An Indian soldier with 12 Madras looks down the sight of his rifle in a cordon and search training demonstration at Chaubattia Military Station, India.

photo: Samuel Northrup

Change in mindset

With no breakthroughs despite eight rounds of commander-level talks, it is clear that India’s China policy needs a serious rethinking and a change in mindset. The old ways of assessing China need to be dismissed and replaced with a new paradigm, based on the following benchmarks: First, following the adage that there are no permanent friends or permanent enemies, but only permanent interests, India should always act from a position of strength when dealing with China. Second, there should be no doubt about Chinese intentions to change the status quo along the border in favor of Beijing. Third, the recurrent ingress is a sign of Beijing’s reluctance to resolve the boundary disputes with New Delhi, be it now or in the future. Fourth, China’s acts of transgression are no longer local or normal, but have become premeditated and top-down in their approach, and used as a means to test India’s resolve. Fifth, China’s actions are guided by the salami slicing strategy, which is an incremental approach towards securing its claims. This was the strategy used so effectively by Beijing to take control over the South China Sea, and it is now being applied against India along the disputed border. Finally, deception is the most important tool of Chinese warfare, thus one must expect there to be a sharp difference between what is said and what is done by Beijing.

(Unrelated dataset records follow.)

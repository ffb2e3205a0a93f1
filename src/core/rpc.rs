//! Rational polynomial coefficient (RPC) sensor model
//!
//! Each function is a ratio of two 20-term cubic polynomials evaluated in
//! normalised coordinates `(v - offset) / scale`. The direct functions give
//! (lon, lat) from (col, row, alt), the inverse ones (col, row) from
//! (lon, lat, alt). A model may carry either set or both; without direct
//! functions the direct localization is solved iteratively from the inverse.

use crate::core::dtm::{intersect_with_locator, ElevationModel, IntersectionConfig};
use crate::core::geomodel::GeoModel;
use crate::types::{
    check_lengths, GeoError, GeoResult, GroundPositions, Heights, InverseLocation,
};
use ndarray::Array2;
use rayon::prelude::*;
use serde::{Deserialize, Serialize};

/// Number of terms of an RPC polynomial
pub const NB_COEFFS: usize = 20;

/// Exponents of (X, Y, Z) for each monomial, in coefficient order
const MONOMIAL_EXPONENTS: [[i32; 3]; NB_COEFFS] = [
    [0, 0, 0],
    [1, 0, 0],
    [0, 1, 0],
    [0, 0, 1],
    [1, 1, 0],
    [1, 0, 1],
    [0, 1, 1],
    [2, 0, 0],
    [0, 2, 0],
    [0, 0, 2],
    [1, 1, 1],
    [3, 0, 0],
    [1, 2, 0],
    [1, 0, 2],
    [2, 1, 0],
    [0, 3, 0],
    [0, 1, 2],
    [2, 0, 1],
    [0, 2, 1],
    [0, 0, 3],
];

type Monomials = [f64; NB_COEFFS];

fn monomials(x: f64, y: f64, z: f64) -> Monomials {
    let mut m = [0.0; NB_COEFFS];
    for (value, [ex, ey, ez]) in m.iter_mut().zip(MONOMIAL_EXPONENTS.iter()) {
        *value = x.powi(*ex) * y.powi(*ey) * z.powi(*ez);
    }
    m
}

/// Partial derivatives of every monomial along X and Y
fn monomial_derivatives(x: f64, y: f64, z: f64) -> (Monomials, Monomials) {
    let mut dx = [0.0; NB_COEFFS];
    let mut dy = [0.0; NB_COEFFS];
    for (i, &[ex, ey, ez]) in MONOMIAL_EXPONENTS.iter().enumerate() {
        if ex > 0 {
            dx[i] = ex as f64 * x.powi(ex - 1) * y.powi(ey) * z.powi(ez);
        }
        if ey > 0 {
            dy[i] = ey as f64 * x.powi(ex) * y.powi(ey - 1) * z.powi(ez);
        }
    }
    (dx, dy)
}

fn dot(coeffs: &[f64; NB_COEFFS], m: &Monomials) -> f64 {
    coeffs.iter().zip(m.iter()).map(|(c, v)| c * v).sum()
}

/// Affine normalisation of one axis
#[derive(Debug, Clone, Copy, PartialEq, Serialize, Deserialize)]
pub struct Normalization {
    pub offset: f64,
    pub scale: f64,
}

impl Normalization {
    pub fn new(offset: f64, scale: f64) -> Self {
        Self { offset, scale }
    }

    pub fn normalize(&self, value: f64) -> f64 {
        (value - self.offset) / self.scale
    }

    pub fn denormalize(&self, value: f64) -> f64 {
        value * self.scale + self.offset
    }
}

/// Ratio of two RPC polynomials
#[derive(Debug, Clone, PartialEq, Serialize, Deserialize)]
pub struct RationalFunction {
    pub numerator: [f64; NB_COEFFS],
    pub denominator: [f64; NB_COEFFS],
}

impl RationalFunction {
    pub fn new(numerator: [f64; NB_COEFFS], denominator: [f64; NB_COEFFS]) -> Self {
        Self {
            numerator,
            denominator,
        }
    }

    /// Build from separate numerator and denominator lists
    pub fn from_slices(numerator: &[f64], denominator: &[f64]) -> GeoResult<Self> {
        let to_array = |coeffs: &[f64], what: &str| -> GeoResult<[f64; NB_COEFFS]> {
            coeffs.try_into().map_err(|_| {
                GeoError::InvalidFormat(format!(
                    "RPC {} has {} coefficients, expected {}",
                    what,
                    coeffs.len(),
                    NB_COEFFS
                ))
            })
        };
        Ok(Self::new(
            to_array(numerator, "numerator")?,
            to_array(denominator, "denominator")?,
        ))
    }

    /// Build from 40 values: numerator then denominator
    pub fn from_coefficients(coeffs: &[f64]) -> GeoResult<Self> {
        if coeffs.len() != 2 * NB_COEFFS {
            return Err(GeoError::InvalidFormat(format!(
                "RPC function has {} coefficients, expected {}",
                coeffs.len(),
                2 * NB_COEFFS
            )));
        }
        Self::from_slices(&coeffs[..NB_COEFFS], &coeffs[NB_COEFFS..])
    }

    fn evaluate(&self, m: &Monomials) -> f64 {
        dot(&self.numerator, m) / dot(&self.denominator, m)
    }

    /// Derivative of the ratio given the monomials and their derivatives
    fn derivative(&self, m: &Monomials, dm: &Monomials) -> f64 {
        let num = dot(&self.numerator, m);
        let den = dot(&self.denominator, m);
        let dnum = dot(&self.numerator, dm);
        let dden = dot(&self.denominator, dm);
        (dnum * den - dden * num) / (den * den)
    }
}

/// Ground position from sensor position: lon and lat of (col, row, alt)
#[derive(Debug, Clone, PartialEq, Serialize, Deserialize)]
pub struct DirectFunctions {
    pub lon: RationalFunction,
    pub lat: RationalFunction,
}

/// Sensor position from ground position: col and row of (lon, lat, alt)
#[derive(Debug, Clone, PartialEq, Serialize, Deserialize)]
pub struct InverseFunctions {
    pub col: RationalFunction,
    pub row: RationalFunction,
}

/// Parameters of an RPC model as read from a metadata file
#[derive(Debug, Clone, PartialEq, Serialize, Deserialize)]
pub struct RpcParams {
    /// Format the coefficients were read from ("dimap_v1.0", "ossim_kwl", ...)
    pub driver_type: String,
    pub col: Normalization,
    pub row: Normalization,
    pub alt: Normalization,
    pub lon: Normalization,
    pub lat: Normalization,
    pub direct: Option<DirectFunctions>,
    pub inverse: Option<InverseFunctions>,
}

impl RpcParams {
    /// Move the pixel origin from the centre of the top-left pixel to its corner
    pub fn shift_to_top_left(&mut self) {
        self.col.offset += 0.5;
        self.row.offset += 0.5;
    }
}

/// RPC evaluation parameters
#[derive(Debug, Clone, Serialize, Deserialize)]
pub struct RpcConfig {
    /// Normalised coordinate magnitude above which evaluation is extrapolated
    pub extrapolation_limit: f64,
    /// Maximum iterations of the iterative direct localization
    pub max_iterations: usize,
    /// Target precision of the iterative direct localization (pixels)
    pub precision: f64,
    /// Terrain intersection used by `direct_loc_dtm`
    pub intersection: IntersectionConfig,
}

impl Default for RpcConfig {
    fn default() -> Self {
        Self {
            extrapolation_limit: 1.0001,
            max_iterations: 10,
            precision: 1e-6,
            intersection: IntersectionConfig::default(),
        }
    }
}

/// How direct localization is computed
#[derive(Clone, Copy)]
enum DirectSolver<'a> {
    Direct(&'a DirectFunctions),
    Iterative(&'a InverseFunctions),
}

/// RPC geometric model
#[derive(Debug, Clone)]
pub struct Rpc {
    params: RpcParams,
    config: RpcConfig,
}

Galwan was another example demonstrating Beijing’s strategy of keeping the LAC active, despite its calls for resolution through an early harvest. Thus, rather than being worried, India should be prepared.

INS Rana of the Indian Navy’s Western Fleet leads a passing exercise formation behind the Nimitz-class aircraft carrier USS Ronald Reagan.

photo: Gary Prill

Recent episodes further signify that the COVID-19 pandemic has failed to tone down behavior on the border. This also dampens the celebratory spirit for this year’s anniversary of 70 years of India-China ties, with 2020 having been designated “India-China Cultural and People to People Exchanges” year. With the high stakes involved and no resolution in sight, the border dispute between the two countries remains far from settled. Furthermore, the pandemic has not made much of a difference in averting the risks of contingencies. Rather, if relations take a further downturn under the virus outbreak, like that between China and the United States, the border flare-ups will only become a routine display of power between New Delhi and Beijing. It is the lack of consensus between the two powers along the LAC that has increasingly contributed to the distrust of the other’s intentions. Hence, a timely check of perceptions can aid in avoiding misadventures which can arise when two actors assume the worst of each other. It is in the best interests of both New Delhi and Beijing to refrain from adding new issues to the old disputes, which only makes the case more complicated and further delays any potential boundary settlement, protracting the disputes.

Dr. Amrita Jash is a research fellow at the Centre for Land Warfare Studies (CLAWS) in New Delhi, India. She holds a PhD in Chinese Studies from Jawaharlal Nehru University.